Opinion
543 CA 17–01915
06-08-2018
OSBORN, REED & BURKE, LLP, ROCHESTER (JEFFREY P. DIPALMA OF COUNSEL), FOR DEFENDANT–APPELLANT. CONNORS LLP, BUFFALO (LAWLOR F. QUINLAN, III, OF COUNSEL), FOR PLAINTIFF–RESPONDENT.
OSBORN, REED & BURKE, LLP, ROCHESTER (JEFFREY P. DIPALMA OF COUNSEL), FOR DEFENDANT–APPELLANT.
CONNORS LLP, BUFFALO (LAWLOR F. QUINLAN, III, OF COUNSEL), FOR PLAINTIFF–RESPONDENT.
PRESENT: SMITH, J.P., CARNI, DEJOSEPH, AND TROUTMAN, JJ.
MEMORANDUM AND ORDER
It is hereby ORDERED that the order so appealed from is unanimously affirmed without costs.
Memorandum: Plaintiff commenced this action seeking damages for injuries he sustained when he fell from an artificial rock climbing wall amusement attraction owned and operated by Mobile Mountain, Inc. (defendant) at the Eden Corn Festival. Insofar as relevant to this appeal, defendant moved for summary judgment dismissing the complaint against it on the grounds that the action is barred by the doctrine of assumption of the risk and, in the alternative, that it lacked constructive notice of any alleged defective condition causing the accident and injuries. Supreme Court denied that part of the motion, and we affirm.
The climbing wall amusement attraction included a safety harness worn by the patron and a belay cable system that attached to the harness by use of a carabiner. There is no dispute that the carabiner detached from the safety harness worn by plaintiff, and that plaintiff fell approximately 18 feet to the ground below.
The doctrine of assumption of the risk operates "as a defense to tort recovery in cases involving certain types of athletic or recreational activities" ( Custodi v. Town of Amherst, 20 N.Y.3d 83, 87, 957 N.Y.S.2d 268, 980 N.E.2d 933 [2012] ). A person who engages in such an activity "consents to those commonly appreciated risks which are inherent in and arise out of the nature of the sport generally and flow from such participation" ( Morgan v. State of New York, 90 N.Y.2d 471, 484, 662 N.Y.S.2d 421, 685 N.E.2d 202 [1997] ). However, "participants are not deemed to have assumed risks resulting from the reckless or intentional conduct of others, or risks that are concealed or unreasonably enhanced" ( Custodi, 20 N.Y.3d at 88, 957 N.Y.S.2d 268, 980 N.E.2d 933 ). Here, we conclude that the court properly denied that part of defendant's motion based on assumption of the risk inasmuch as it failed to meet its initial burden of establishing that the risk of falling from the climbing wall is a risk inherent in the use and enjoyment thereof (see generally Alvarez v. Prospect Hosp., 68 N.Y.2d 320, 324, 508 N.Y.S.2d 923, 501 N.E.2d 572 [1986] ).

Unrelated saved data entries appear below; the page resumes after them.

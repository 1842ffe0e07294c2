#[cfg(test)]
mod association_test;

mod association_internal;
mod association_stats;

use std::fmt;
use std::future::Future;
use std::pin::Pin;
use std::sync::atomic::{AtomicU8, Ordering};
use std::sync::Arc;
use std::time::SystemTime;

use bytes::Bytes;
use tokio::sync::Mutex;

use crate::chunk::chunk_payload_data::PayloadProtocolIdentifier;
use crate::error::Result;
use crate::timer::ack_timer::{AckTimer, ACK_INTERVAL};
use crate::timer::rtx_timer::{
    RtxTimer, RtxTimerId, MAX_INIT_RETRANS, MAX_SHUTDOWN_RETRANS, NO_MAX_RETRANS,
};

use association_internal::AssociationInternal;

/// MTU assumed for the path below us (a DTLS-over-UDP flow); outgoing
/// packets never exceed it.
pub(crate) const INITIAL_MTU: u32 = 1228;
pub(crate) const COMMON_HEADER_SIZE: u32 = 12;
pub(crate) const DATA_CHUNK_HEADER_SIZE: u32 = 16;
/// Initial a_rwnd advertised in INIT/INIT-ACK.
pub(crate) const INITIAL_RECV_BUF_SIZE: u32 = 128 * 1024;
pub(crate) const DEFAULT_MAX_MESSAGE_SIZE: u32 = 65536;
/// Streams carried in a single Outgoing SSN Reset Request, to bound the
/// RECONFIG chunk size.
pub(crate) const RECONFIG_MAX_STREAMS: usize = 32;

/// association state enums
#[derive(Debug, Copy, Clone, PartialEq, Eq)]
#[repr(u8)]
pub enum AssociationState {
    Closed = 0,
    CookieWait = 1,
    CookieEchoed = 2,
    Established = 3,
    ShutdownAckSent = 4,
    ShutdownPending = 5,
    ShutdownReceived = 6,
    ShutdownSent = 7,
}

impl From<u8> for AssociationState {
    fn from(v: u8) -> AssociationState {
        match v {
            1 => AssociationState::CookieWait,
            2 => AssociationState::CookieEchoed,
            3 => AssociationState::Established,
            4 => AssociationState::ShutdownAckSent,
            5 => AssociationState::ShutdownPending,
            6 => AssociationState::ShutdownReceived,
            7 => AssociationState::ShutdownSent,
            _ => AssociationState::Closed,
        }
    }
}

impl fmt::Display for AssociationState {
    fn fmt(&self, f: &mut fmt::Formatter<'_>) -> fmt::Result {
        let s = match *self {
            AssociationState::Closed => "Closed",
            AssociationState::CookieWait => "CookieWait",
            AssociationState::CookieEchoed => "CookieEchoed",
            AssociationState::Established => "Established",
            AssociationState::ShutdownPending => "ShutdownPending",
            AssociationState::ShutdownSent => "ShutdownSent",
            AssociationState::ShutdownReceived => "ShutdownReceived",
            AssociationState::ShutdownAckSent => "ShutdownAckSent",
        };
        write!(f, "{s}")
    }
}

/// Invoked for every outbound SCTP packet; the caller wires this to its
/// DTLS-encrypt-then-send path. The handler is a one-way sink: it must not
/// call back into the association synchronously. A failure is logged and
/// the data stays queued for the retransmission timers.
pub type SendPacketFn = Box<
    dyn (FnMut(Bytes) -> Pin<Box<dyn Future<Output = std::io::Result<()>> + Send + 'static>>)
        + Send
        + Sync,
>;

pub type OnReceiveDataHdlrFn = Box<
    dyn (FnMut(
            u16,
            Bytes,
            PayloadProtocolIdentifier,
        ) -> Pin<Box<dyn Future<Output = ()> + Send + 'static>>)
        + Send
        + Sync,
>;

pub type OnStateChangeHdlrFn = Box<
    dyn (FnMut(AssociationState) -> Pin<Box<dyn Future<Output = ()> + Send + 'static>>)
        + Send
        + Sync,
>;

pub type OnReconfigStreamsHdlrFn = Box<
    dyn (FnMut(Vec<u16>) -> Pin<Box<dyn Future<Output = ()> + Send + 'static>>) + Send + Sync,
>;

pub type OnStreamsAddedHdlrFn =
    Box<dyn (FnMut(u16) -> Pin<Box<dyn Future<Output = ()> + Send + 'static>>) + Send + Sync>;

pub type OnBufferedAmountChangeHdlrFn = Box<
    dyn (FnMut(u16, usize) -> Pin<Box<dyn Future<Output = ()> + Send + 'static>>) + Send + Sync,
>;

/// Per-message delivery options for [`Association::send`].
#[derive(Default, Debug, Clone)]
pub struct SendOptions {
    /// Deliver without per-stream ordering (the U flag).
    pub unordered: bool,
    /// Abandon the message once this instant has passed (RFC 3758
    /// timed reliability).
    pub expiry: Option<SystemTime>,
    /// Abandon the message after this many retransmissions (RFC 3758
    /// limited retransmission).
    pub max_retransmits: Option<u32>,
}

/// Config collects the arguments to Association construction into
/// a single structure
pub struct Config {
    pub send_packet: SendPacketFn,
    /// SCTP port numbers; WebRTC uses 5000/5000 by convention. 0 selects
    /// the default.
    pub local_port: u16,
    pub remote_port: u16,
    pub max_receive_buffer_size: u32,
    pub max_message_size: u32,
    pub mtu: u32,
    pub name: String,
}

/// Association represents an SCTP association
///
/// An association is identified by its port pair plus the two verification
/// tags exchanged during setup (RFC 4960 Sec 13.2). It multiplexes any
/// number of implicit streams over one packet flow: inbound datagrams are
/// fed to [`Association::handle_packet`], outbound packets leave through
/// the injected send handler, and timers drive retransmission in between.
///
/// All engine state lives behind one lock; the public methods and the
/// timer tasks serialize on it, so handlers observe a single-threaded
/// engine.
pub struct Association {
    name: String,
    state: Arc<AtomicU8>,
    pub(crate) internal: Arc<Mutex<AssociationInternal>>,
}

impl Association {
    /// Creates an idle association. The active side then calls
    /// [`Association::connect`]; the passive side simply starts feeding
    /// inbound packets.
    pub async fn new(config: Config) -> Result<Self> {
        let name = if config.name.is_empty() {
            "sctp".to_owned()
        } else {
            config.name.clone()
        };

        let ai = AssociationInternal::new(config);
        let state = Arc::clone(&ai.state);
        let internal = Arc::new(Mutex::new(ai));

        {
            let mut ai = internal.lock().await;
            ai.t1init = Some(RtxTimer::new(
                Arc::downgrade(&internal),
                RtxTimerId::T1Init,
                MAX_INIT_RETRANS,
            ));
            ai.t1cookie = Some(RtxTimer::new(
                Arc::downgrade(&internal),
                RtxTimerId::T1Cookie,
                MAX_INIT_RETRANS,
            ));
            ai.t2shutdown = Some(RtxTimer::new(
                Arc::downgrade(&internal),
                RtxTimerId::T2Shutdown,
                MAX_SHUTDOWN_RETRANS,
            ));
            ai.t3rtx = Some(RtxTimer::new(
                Arc::downgrade(&internal),
                RtxTimerId::T3RTX,
                NO_MAX_RETRANS,
            ));
            ai.treconfig = Some(RtxTimer::new(
                Arc::downgrade(&internal),
                RtxTimerId::Reconfig,
                NO_MAX_RETRANS,
            ));
            ai.ack_timer = Some(AckTimer::new(Arc::downgrade(&internal), ACK_INTERVAL));
        }

        Ok(Association {
            name,
            state,
            internal,
        })
    }

    /// Active open: emits INIT and drives the cookie handshake. Returns
    /// once INIT is on the wire; establishment (or T1 exhaustion) is
    /// surfaced through the state-change handler.
    pub async fn connect(&self) -> Result<()> {
        let mut ai = self.internal.lock().await;
        ai.connect().await
    }

    /// Feeds one decrypted inbound SCTP packet to the engine. Malformed
    /// packets and bad verification tags are dropped silently.
    pub async fn handle_packet(&self, raw: &Bytes) -> Result<()> {
        let mut ai = self.internal.lock().await;
        ai.handle_inbound(raw).await
    }

    /// Enqueues one message on a stream and transmits as much as the
    /// congestion and flow-control state allows.
    pub async fn send(
        &self,
        stream_id: u16,
        data: Bytes,
        ppid: PayloadProtocolIdentifier,
        options: SendOptions,
    ) -> Result<()> {
        let mut ai = self.internal.lock().await;
        ai.send(stream_id, data, ppid, options).await
    }

    /// Graceful shutdown: drains outstanding data, then runs the
    /// SHUTDOWN handshake.
    pub async fn close(&self) -> Result<()> {
        let mut ai = self.internal.lock().await;
        ai.close().await
    }

    /// Immediate teardown: sends ABORT with an optional upper-layer
    /// reason and synchronously disposes all timers and queues.
    pub async fn abort(&self, reason: Bytes) -> Result<()> {
        let mut ai = self.internal.lock().await;
        ai.abort(reason).await
    }

    /// Queues outgoing streams for RFC 6525 reset. Requests are coalesced;
    /// at most one is in flight at a time.
    pub async fn reconfig_streams(&self, stream_ids: Vec<u16>) -> Result<()> {
        let mut ai = self.internal.lock().await;
        ai.reconfig_streams(stream_ids).await
    }

    /// Outstanding (queued or in-flight) user bytes for one stream.
    pub async fn buffered_amount(&self, stream_id: u16) -> usize {
        let ai = self.internal.lock().await;
        ai.buffered_amount(stream_id)
    }

    /// get_state atomically returns the state of the Association.
    pub fn get_state(&self) -> AssociationState {
        self.state.load(Ordering::SeqCst).into()
    }

    pub fn name(&self) -> &str {
        &self.name
    }

    /// on_receive_data sets the handler invoked once per fully
    /// reassembled message, in per-stream order.
    pub async fn on_receive_data(&self, f: OnReceiveDataHdlrFn) {
        let mut ai = self.internal.lock().await;
        ai.on_receive_data = Some(f);
    }

    /// on_state_change sets the handler invoked on every association
    /// state transition.
    pub async fn on_state_change(&self, f: OnStateChangeHdlrFn) {
        let mut ai = self.internal.lock().await;
        ai.on_state_change = Some(f);
    }

    /// on_reconfig_streams sets the handler invoked with the affected
    /// stream ids after either side's stream reset completes.
    pub async fn on_reconfig_streams(&self, f: OnReconfigStreamsHdlrFn) {
        let mut ai = self.internal.lock().await;
        ai.on_reconfig_streams = Some(f);
    }

    /// on_streams_added sets the handler invoked when the peer raises our
    /// inbound stream count.
    pub async fn on_streams_added(&self, f: OnStreamsAddedHdlrFn) {
        let mut ai = self.internal.lock().await;
        ai.on_streams_added = Some(f);
    }

    /// on_buffered_amount_change sets the handler invoked whenever a
    /// stream's outstanding outbound byte count changes.
    pub async fn on_buffered_amount_change(&self, f: OnBufferedAmountChangeHdlrFn) {
        let mut ai = self.internal.lock().await;
        ai.on_buffered_amount_change = Some(f);
    }
}
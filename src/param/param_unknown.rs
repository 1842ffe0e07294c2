use std::fmt;

use bytes::{Bytes, BytesMut};

use super::param_header::*;
use super::param_type::*;
use super::*;

/// A parameter this implementation does not recognize. The raw value is
/// retained so the TLV walk stays aligned; the engine otherwise skips it.
#[derive(Default, Debug, Clone, PartialEq)]
pub(crate) struct ParamUnknown {
    typ: u16,
    value: Bytes,
}

impl fmt::Display for ParamUnknown {
    fn fmt(&self, f: &mut fmt::Formatter<'_>) -> fmt::Result {
        write!(f, "Unknown ParamType: {} len: {}", self.typ, self.value.len())
    }
}

impl ParamBody for ParamUnknown {
    fn header(&self) -> ParamHeader {
        ParamHeader {
            typ: ParamType::Unknown {
                param_type: self.typ,
            },
            value_length: self.value.len() as u16,
        }
    }

    fn unmarshal(raw: &Bytes) -> Result<Self> {
        let header = ParamHeader::unmarshal(raw)?;
        let value = raw.slice(PARAM_HEADER_LENGTH..PARAM_HEADER_LENGTH + header.value_length());
        Ok(ParamUnknown {
            typ: header.typ.into(),
            value,
        })
    }

    fn marshal_to(&self, buf: &mut BytesMut) -> Result<usize> {
        self.header().marshal_to(buf)?;
        buf.extend_from_slice(&self.value);
        Ok(buf.len())
    }

    fn value_length(&self) -> usize {
        self.value.len()
    }
}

Defendant further contends that the court erred in denying that part of its motion based on lack of constructive notice of any alleged defective condition in the carabiner or the climbing wall. We reject that contention. Defendant casts the alleged defective condition as a dangerous condition on the property giving rise to premises liability (see generally Gordon v. American Museum of Natural History, 67 N.Y.2d 836, 837–838, 501 N.Y.S.2d 646, 492 N.E.2d 774 [1986] ), and it thereafter attempts to establish its lack of liability based upon its lack of constructive notice of that condition (see generally Depczynski v. Mermigas, 149 A.D.3d 1511, 1511–1512, 52 N.Y.S.3d 776 [4th Dept. 2017] ). Even assuming, arguendo, that the alleged defective condition constitutes a "dangerous condition on property" ( Clifford v. Woodlawn Volunteer Fire Co., Inc., 31 A.D.3d 1102, 1103, 818 N.Y.S.2d 715 [4th Dept. 2006] [internal quotation marks omitted] ), we conclude that defendant failed to establish either its own level of legal interest in the premises or its rights and obligations associated therewith. Indeed, the record is devoid of evidence regarding who owned the real property where the festival was held. Further, although defendant's president testified at his deposition that defendant had a "contract" to operate the climbing wall at the festival, defendant failed to submit a copy of that contract or to otherwise establish the terms of or the identity of any other party to the alleged contract. We therefore conclude that defendant failed to meet its burden on that part of its motion based on premises liability (see generally Alvarez, 68 N.Y.2d at 324, 508 N.Y.S.2d 923, 501 N.E.2d 572 ).